Directions for this task
Each line of the records needs to come back exactly as written.

Input for this task

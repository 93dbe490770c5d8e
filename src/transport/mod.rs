//! Transport layer for I/O abstraction

use crate::error::Result;

mod mock;
mod serial;

pub use mock::MockTransport;
pub use serial::SerialTransport;

/// Transport trait for device communication
pub trait Transport: Send {
    /// Read data into buffer, returns number of bytes read (0 on timeout)
    fn read(&mut self, buffer: &mut [u8]) -> Result<usize>;

    /// Write the whole buffer
    fn write_all(&mut self, data: &[u8]) -> Result<()>;

    /// Flush any pending writes
    fn flush(&mut self) -> Result<()>;
}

Result below
repository 93dbe490770c5d8e
filename src/transport/mod.rs
//! Transport layer for I/O abstraction

use crate::error::Result;

mod mock;
mod serial;

pub use mock::MockTransport;
pub use serial::SerialTransport;

/// Transport trait for device communication
pub trait Transport: Send {
    /// Read data into buffer, returns number of bytes read (0 on timeout)
    fn read(&mut self, buffer: &mut [u8]) -> Result<usize>;

    /// Write the whole buffer
    fn write_all(&mut self, data: &[u8]) -> Result<()>;

    /// Flush any pending writes
    fn flush(&mut self) -> Result<()>;
}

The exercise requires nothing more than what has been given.